Two days later I drove up onto the moor, over the Dart and into the heartlands where blackthorn blossom, chrome-yellow gorse flowers and acid green beech leaves frame distances, coloured in with hazy drifts of pale lilac on some hillsides – the arrival of the moorland bluebells.
This workshop I'd named 'Presence: haiku, haibun and englynion'. There's a different focus in a poetry workshop where you are using a particular form as a container for language, and given that haiku and haibun are, for me, inextricably linked with Zen ideas on present-moment dwelling, the paradox of transience and its beauty when backgrounded with notions of permanence or ceaselessness, and a continuous and intentional awareness of the interaction between inner and outer geographies. This invites a different kind of depth: a stillness, a waiting for some lines to arise from empty fullness.
I realised straight away that the englyn, the early Celtic bardic form, didn't really fit with the Zen spirit of the day, and besides needs a workshop to itself.
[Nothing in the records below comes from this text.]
use crate::app::config::{DeutscheConfig, RevolutConfig};
use crate::error::{BankingError, Result};
use crate::models::provider::Provider;
use parking_lot::Mutex;
use reqwest::Client;
use serde::Deserialize;
use std::time::{Duration, Instant};
use tracing::{debug, error, info};

/// Tokens are renewed this long before the provider says they expire.
const EXPIRY_MARGIN: Duration = Duration::from_secs(30);

#[derive(Debug, Clone, Deserialize)]
pub struct TokenRenewalResponse {
    pub access_token: String,
    pub token_type: Option<String>,
    pub expires_in: Option<u64>,
}

#[derive(Debug, Clone)]
struct CachedToken {
    value: String,
    valid_until: Instant,
}

/// Acquires bearer tokens from a provider's token endpoint.
pub struct TokenService {
    client: Client,
    provider: Provider,
    token_url: String,
    params: Vec<(String, String)>,
    cache: Mutex<Option<CachedToken>>,
}

impl TokenService {
    pub fn new(client: Client, provider: Provider, token_url: impl Into<String>, params: Vec<(String, String)>) -> Self {
        Self {
            client,
            provider,
            token_url: token_url.into(),
            params,
            cache: Mutex::new(None),
        }
    }

    pub fn revolut(client: Client, config: &RevolutConfig) -> Self {
        let params = vec![
            ("grant_type".to_string(), "refresh_token".to_string()),
            ("refresh_token".to_string(), config.refresh_token.clone()),
            ("client_id".to_string(), config.client_id.clone()),
            ("client_assertion_type".to_string(), config.client_assertion_type.clone()),
            ("client_assertion".to_string(), config.client_assertion.clone()),
        ];
        Self::new(client, Provider::Revolut, config.token_url.clone(), params)
    }

    pub fn deutsche(client: Client, config: &DeutscheConfig) -> Self {
        let params = vec![
            ("grant_type".to_string(), "refresh_token".to_string()),
            ("refresh_token".to_string(), config.refresh_token.clone()),
            ("client_id".to_string(), config.client_id.clone()),
            ("client_secret".to_string(), config.client_secret.clone()),
        ];
        Self::new(client, Provider::Deutsche, config.token_url.clone(), params)
    }

    pub async fn get_token(&self) -> Result<String> {
        if let Some(token) = self.cached() {
            debug!("Reusing cached {} token", self.provider);
            return Ok(token);
        }

        let renewal = self.fetch().await.map_err(|reason| {
            error!("Failed to fetch {} token: {}", self.provider, reason);
            BankingError::TokenFetch {
                provider: self.provider,
                reason,
            }
        })?;

        if let Some(seconds) = renewal.expires_in {
            let lifetime = Duration::from_secs(seconds).saturating_sub(EXPIRY_MARGIN);
            // An expiry past what `Instant` can represent is not cached.
            let valid_until = Some(lifetime)
                .filter(|lifetime| !lifetime.is_zero())
                .and_then(|lifetime| Instant::now().checked_add(lifetime));
            if let Some(valid_until) = valid_until {
                *self.cache.lock() = Some(CachedToken {
                    value: renewal.access_token.clone(),
                    valid_until,
                });
            }
        }

        info!("Renewed {} access token", self.provider);
        Ok(renewal.access_token)
    }

    fn cached(&self) -> Option<String> {
        let cache = self.cache.lock();
        cache
            .as_ref()
            .filter(|token| token.valid_until > Instant::now())
            .map(|token| token.value.clone())
    }

    async fn fetch(&self) -> std::result::Result<TokenRenewalResponse, String> {
        let response = self
            .client
            .post(&self.token_url)
            .form(&self.params)
            .send()
            .await
            .map_err(|e| e.to_string())?;

        let status = response.status();
        let body = response.text().await.map_err(|e| e.to_string())?;
        if !status.is_success() {
            return Err(format!("HTTP {}: {}", status, body));
        }

        serde_json::from_str(&body).map_err(|e| e.to_string())
    }
}
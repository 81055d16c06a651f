use crate::app::config::DeutscheConfig;
use crate::error::Result;
use crate::models::deutsche::{
    ChallengeAnswer, ChallengeCreated, ChallengeOtp, SepaChallengeRequest, SepaPaymentRequestData,
    SEPA_CHALLENGE_DATA_TYPE, SEPA_CHALLENGE_REQUEST_TYPE,
};
use crate::services::gateway::checked_body;
use crate::utils::money::format_amount;
use reqwest::{Client, RequestBuilder};
use tracing::info;
use uuid::Uuid;

pub const OTP_HEADER: &str = "otp";
pub const IDEMPOTENCY_HEADER: &str = "idempotency-id";

/// Single-use headers authorising exactly one transfer.
#[derive(Debug, Clone, PartialEq, Eq)]
pub struct AuthorisationHeaders {
    pub otp: String,
    pub idempotency_id: String,
}

impl AuthorisationHeaders {
    pub fn apply(self, request: RequestBuilder) -> RequestBuilder {
        request
            .header(OTP_HEADER, self.otp)
            .header(IDEMPOTENCY_HEADER, self.idempotency_id)
    }
}

/// Deutsche Bank step-up flow: open a challenge for the transfer, answer it,
/// and receive the OTP the payment endpoint demands.
pub struct MultiFactorService {
    client: Client,
    challenge_url: String,
    method: String,
    answer: String,
}

impl MultiFactorService {
    pub fn new(client: Client, config: &DeutscheConfig) -> Self {
        Self {
            client,
            challenge_url: config.challenge_url.trim_end_matches('/').to_string(),
            method: config.challenge_method.clone(),
            answer: config.challenge_response.clone(),
        }
    }

    /// Must be called once per payment; the idempotency id is per transfer.
    pub async fn prepare_authorisation(
        &self,
        token: &str,
        target_iban: &str,
        currency: &str,
        amount: &str,
    ) -> Result<AuthorisationHeaders> {
        let challenge = SepaChallengeRequest {
            method: self.method.clone(),
            request_type: SEPA_CHALLENGE_REQUEST_TYPE.to_string(),
            request_data: SepaPaymentRequestData {
                kind: SEPA_CHALLENGE_DATA_TYPE.to_string(),
                target_iban: target_iban.to_string(),
                amount_currency: currency.to_string(),
                amount_value: format_amount(amount),
            },
        };

        let response = self
            .client
            .post(&self.challenge_url)
            .bearer_auth(token)
            .json(&challenge)
            .send()
            .await?;
        let created: ChallengeCreated = serde_json::from_str(&checked_body(response, &self.challenge_url).await?)?;

        let answer_url = format!("{}/{}", self.challenge_url, created.id);
        let response = self
            .client
            .patch(&answer_url)
            .bearer_auth(token)
            .json(&ChallengeAnswer {
                response: self.answer.clone(),
            })
            .send()
            .await?;
        let solved: ChallengeOtp = serde_json::from_str(&checked_body(response, &answer_url).await?)?;

        info!("Obtained one-time authorisation for transfer to {}", target_iban);

        Ok(AuthorisationHeaders {
            otp: solved.otp,
            idempotency_id: Uuid::new_v4().to_string(),
        })
    }
}
pub mod accounts;
pub mod mapper;
pub mod transactions;

pub use accounts::RevolutAccountService;
pub use transactions::RevolutTransactionService;
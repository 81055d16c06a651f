use crate::error::Result;
use crate::models::{NormalizedPayment, PaymentResponse, PaymentStatusRecord, Provider};
use crate::repository::StatusRepositoryRef;
use chrono::Utc;
use tracing::{info, warn};

pub const FAILED_PAYMENT_ID_PREFIX: &str = "FAILED_PAYMENT_";
pub const FAILED_PAYMENT_STATUS: &str = "FAILED";

/// Writes the single status record a `create_payments` call leaves behind.
#[derive(Clone)]
pub struct StatusRecorder {
    provider: Provider,
    statuses: StatusRepositoryRef,
}

impl StatusRecorder {
    pub fn new(provider: Provider, statuses: StatusRepositoryRef) -> Self {
        Self { provider, statuses }
    }

    pub async fn record_success(&self, payment: &NormalizedPayment, response: &PaymentResponse) -> Result<()> {
        info!("Saving the new {} payment identification and status", self.provider);

        let record = PaymentStatusRecord::for_payment(
            payment,
            self.provider,
            response.payment_id.clone(),
            response.status.clone(),
        );
        self.statuses.save(record).await
    }

    pub async fn record_failure(&self, payment: &NormalizedPayment) -> Result<()> {
        warn!("Saving an entry for a {} payment that failed", self.provider);

        let record = PaymentStatusRecord::for_payment(
            payment,
            self.provider,
            failed_payment_id(),
            FAILED_PAYMENT_STATUS.to_string(),
        );
        self.statuses.save(record).await
    }
}

/// Marker id for a failed push; the timestamp keeps it unique.
pub fn failed_payment_id() -> String {
    format!("{}{}", FAILED_PAYMENT_ID_PREFIX, Utc::now().timestamp_millis())
}
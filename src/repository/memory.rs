use crate::error::Result;
use crate::models::{PaymentBatch, PaymentStatusRecord};
use crate::repository::{BatchRepository, SerializableScope, StatusRepository};
use async_trait::async_trait;
use dashmap::DashMap;
use std::sync::atomic::{AtomicU64, Ordering};
use std::sync::Arc;
use tokio::sync::{Mutex, RwLock};

/// Append-only in-memory status log.
#[derive(Default, Clone)]
pub struct InMemoryStatusRepository {
    records: Arc<RwLock<Vec<PaymentStatusRecord>>>,
}

impl InMemoryStatusRepository {
    pub fn new() -> Self {
        Self::default()
    }
}

#[async_trait]
impl StatusRepository for InMemoryStatusRepository {
    async fn save(&self, record: PaymentStatusRecord) -> Result<()> {
        self.records.write().await.push(record);
        Ok(())
    }

    async fn count_by_batch(&self, batch_id: u64) -> Result<usize> {
        let records = self.records.read().await;
        Ok(records.iter().filter(|r| r.batch_id == Some(batch_id)).count())
    }

    async fn find_by_batch(&self, batch_id: u64) -> Result<Vec<PaymentStatusRecord>> {
        let records = self.records.read().await;
        Ok(records
            .iter()
            .filter(|r| r.batch_id == Some(batch_id))
            .cloned()
            .collect())
    }

    async fn find_all(&self) -> Result<Vec<PaymentStatusRecord>> {
        Ok(self.records.read().await.clone())
    }
}

/// In-memory batch table with one exclusive lock per batch id.
#[derive(Clone)]
pub struct InMemoryBatchRepository {
    batches: Arc<DashMap<u64, PaymentBatch>>,
    locks: Arc<DashMap<u64, Arc<Mutex<()>>>>,
    next_id: Arc<AtomicU64>,
}

impl Default for InMemoryBatchRepository {
    fn default() -> Self {
        Self {
            batches: Arc::new(DashMap::new()),
            locks: Arc::new(DashMap::new()),
            next_id: Arc::new(AtomicU64::new(1)),
        }
    }
}

impl InMemoryBatchRepository {
    pub fn new() -> Self {
        Self::default()
    }
}

#[async_trait]
impl BatchRepository for InMemoryBatchRepository {
    async fn create(&self, total_payments: usize) -> Result<PaymentBatch> {
        let batch = PaymentBatch {
            id: self.next_id.fetch_add(1, Ordering::SeqCst),
            total_payments,
            processed_payments: 0,
        };
        // The lock exists before the batch becomes visible.
        self.locks.insert(batch.id, Arc::new(Mutex::new(())));
        self.batches.insert(batch.id, batch.clone());
        Ok(batch)
    }

    async fn find(&self, batch_id: u64) -> Result<Option<PaymentBatch>> {
        Ok(self.batches.get(&batch_id).map(|entry| entry.clone()))
    }

    async fn save(&self, batch: PaymentBatch) -> Result<()> {
        self.batches.insert(batch.id, batch);
        Ok(())
    }

    async fn begin_serializable(&self, batch_id: u64) -> Result<SerializableScope> {
        // Clone the lock out so the map shard is not held while waiting. Unknown
        // ids get a private lock that is never stored.
        let lock = self
            .locks
            .get(&batch_id)
            .map(|entry| Arc::clone(entry.value()))
            .unwrap_or_else(|| Arc::new(Mutex::new(())));
        Ok(SerializableScope::new(batch_id, lock.lock_owned().await))
    }
}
Still, it too emerged in a small way from the echoes left hanging in the air from my lovely deep-throated Tibetan singing bowl (which – big mistake – I'd neglected to take to Iona, where it was sorely missed).
Would you like a haiku/haibun lesson on here?
Then yesterday I had the pleasure of driving into Cornwall, my homeland. I facilitate on an occasional basis a group of writers who have mixed literary interests: some are writing novels; some enjoy short fiction and general creative writing; some like poetry, some don't; some are interested in the therapeutic aspects of journalling, something I've taught a lot in the past.
My heart rises as I drive parallel with the Tamar over towards Boscastle, then turn left towards Port Isaac and the sea. The group meets in each others' houses, and this time H, who makes the best cookies in the world unfortunately for my half-hearted weight-loss regime, is hosting us in her lovely glass-rich upstairs room at the farmhouse – which she assures me has wonderful sea views. Trouble is we are deep in fog, all day. Never mind.
Working with this group, too, is a joy. I'd cooked up a concoction of exercises that might, I hoped, appeal to everyone, with the possibility of their taking aspects into their own personal creative direction.
I like this mix: freeflow writing, reflective practice, making fiction ('You find a half-written letter. Write it and its missing half') and therapeutic writing ('Write that letter you needed to write to a particular person and never did; you probably won't send it.') Some of the results – delivered with laughter and tears and met with knowing and sympathetic nods – will find their way into books now.
And as a bonus, I was able to write That Letter myself; and very freeing it was too.